以上の結果から、マウス脾臓細胞ではADCC活性が十分に測定できない場合でも、キメラFcγR発現NK92細胞を用いることによりADCC活性の測定が可能となり、各抗体のADCC活性を正確に比較できることが示された。

本発明のキメラタンパク質をエフェクター細胞に発現させることにより、マウス抗体のADCC活性を測定するためのエフェクター細胞調製の手間が大幅に軽減され、ロット間差が少なく正確な測定が可能となった。
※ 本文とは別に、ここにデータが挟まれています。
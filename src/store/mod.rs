// SPDX-FileCopyrightText: 2026 Bruno Meilick
// SPDX-License-Identifier: LicenseRef-OpenDAM-Proprietary
//
// All rights reserved.
//
// This file is part of Open DAM and is proprietary software.
// Unauthorized copying, modification, or distribution is prohibited.

//! Persistence for catalogs on disk.
//!
//! The store module reads/writes the catalog folder format: a `.dam/` directory holding the
//! catalog snapshot and an optional config file.

pub mod catalog_folder;

pub use catalog_folder::{CatalogFolder, StoreError, WriteDurability};
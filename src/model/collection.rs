// SPDX-FileCopyrightText: 2026 Bruno Meilick
// SPDX-License-Identifier: LicenseRef-OpenDAM-Proprietary
//
// All rights reserved.
//
// This file is part of Open DAM and is proprietary software.
// Unauthorized copying, modification, or distribution is prohibited.

use super::ids::{CollectionId, LocationId};

/// A named grouping of locations. Members are references only; removing a collection never
/// touches the locations it lists.
#[derive(Debug, Clone, PartialEq, Eq)]
pub struct Collection {
    collection_id: CollectionId,
    name: String,
    locations: Vec<LocationId>,
}

impl Collection {
    pub fn new(collection_id: CollectionId, name: impl Into<String>) -> Self {
        Self {
            collection_id,
            name: name.into(),
            locations: Vec::new(),
        }
    }

    pub fn collection_id(&self) -> &CollectionId {
        &self.collection_id
    }

    pub fn name(&self) -> &str {
        &self.name
    }

    pub fn locations(&self) -> &[LocationId] {
        &self.locations
    }

    pub fn contains(&self, location_id: &LocationId) -> bool {
        self.locations.contains(location_id)
    }

    pub(crate) fn set_name(&mut self, name: impl Into<String>) {
        self.name = name.into();
    }

    /// Returns `false` when the location was already a member.
    pub(crate) fn insert(&mut self, location_id: LocationId) -> bool {
        if self.contains(&location_id) {
            return false;
        }
        self.locations.push(location_id);
        true
    }

    /// Returns `false` when the location was not a member.
    pub(crate) fn remove(&mut self, location_id: &LocationId) -> bool {
        let before = self.locations.len();
        self.locations.retain(|id| id != location_id);
        self.locations.len() != before
    }
}
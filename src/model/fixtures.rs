// SPDX-FileCopyrightText: 2026 Bruno Meilick
// SPDX-License-Identifier: LicenseRef-OpenDAM-Proprietary
//
// All rights reserved.
//
// This file is part of Open DAM and is proprietary software.
// Unauthorized copying, modification, or distribution is prohibited.

use super::catalog::Catalog;
use super::entity_ref::ParentRef;
use super::file::{FileKind, Meta};
use super::ids::{CollectionId, FileId, LocationId};

/// Ids of the entities created by [`sample_catalog`].
pub(crate) struct Sample {
    pub catalog: Catalog,
    pub root: LocationId,
    pub docs: LocationId,
    pub photos: LocationId,
    pub readme: FileId,
    pub beach: FileId,
    pub favorites: CollectionId,
}

/// `root/docs/readme.txt`, `root/photos/beach.jpg` and a `favorites` collection holding
/// `docs`.
pub(crate) fn sample_catalog() -> Sample {
    let mut catalog = Catalog::new(None);

    let root = catalog
        .create_location("root", ParentRef::Catalog)
        .expect("create root");
    let docs = catalog
        .create_location("docs", ParentRef::Location(root.clone()))
        .expect("create docs");
    let readme = catalog
        .create_file("readme.txt", &docs, FileKind::new(FileKind::TEXT), Meta::new())
        .expect("create readme");
    let photos = catalog
        .create_location("photos", ParentRef::Location(root.clone()))
        .expect("create photos");

    let mut meta = Meta::new();
    meta.insert("size".to_owned(), serde_json::json!(2048));
    let beach = catalog
        .create_file("beach.jpg", &photos, FileKind::new(FileKind::IMAGE), meta)
        .expect("create beach");

    let favorites = catalog.create_collection("favorites").expect("create favorites");
    catalog
        .add_location_to_collection(&favorites, &docs)
        .expect("add docs");

    Sample {
        catalog,
        root,
        docs,
        photos,
        readme,
        beach,
        favorites,
    }
}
本発明のキメラタンパク質を発現させたエフェクター細胞を用いることで、癌や自己免疫疾患などの疾患に対する治療や予防のための、細胞障害活性を有する抗体を効率的にスクリーニングすることが可能である。

Claims

マウスFcγレセプター３またはマウスFcγレセプター４から選択されるマウスFcγレセプター細胞外領域ならびに、ヒトγ鎖の膜貫通領域及び細胞内領域またはヒトFcγレセプター３の膜貫通領域及び細胞内領域を含むキメラタンパク質。
請求項１に記載のキメラタンパク質をコードする遺伝子。
請求項２記載の遺伝子を含むベクター。
請求項１に記載のキメラタンパク質を発現する細胞。
細胞がヒト由来の細胞である請求項４記載の細胞。
細胞がＮＫ細胞である請求項４または５の記載の細胞。
以下の工程を含む、抗体のＡＤＣＣ活性の測定方法。
(a) 被検抗体と該被検抗体が結合する抗原を発現する細胞を接触させる工程、
(b) (a)の被検抗体と請求項４から６のいずれかに記載の細胞を接触させる工程、
(c) 被検抗体のＡＤＣＣ活性を測定する工程。
被検抗体がマウス由来抗体である請求項７記載の測定方法。
以下の工程を含むＡＤＣＣ活性を有する抗体のスクリーニング方法。
(a) 被検抗体と該被検抗体が結合する抗原を発現する細胞を接触させる工程、
(b) (a)の被検抗体と請求項４から６のいずれかに記載の細胞を接触させる工程、
(c) 被検抗体のＡＤＣＣ活性を測定する工程、
(d) ＡＤＣＣ活性を有する抗体を選択する工程。
被検抗体がマウス由来抗体である請求項９記載のスクリーニング方法。
ＡＤＣＣ活性を測定する為の請求項１に記載のキメラタンパク質の使用。
ＡＤＣＣ活性を測定する為の請求項４から６のいずれかに記載の細胞の使用。
ＡＤＣＣ活性を有する抗体のスクリーニングの為の請求項１に記載のキメラタンパク質の使用。
ＡＤＣＣ活性を有する抗体のスクリーニングの為の請求項４から６のいずれかに記載の細胞の使用。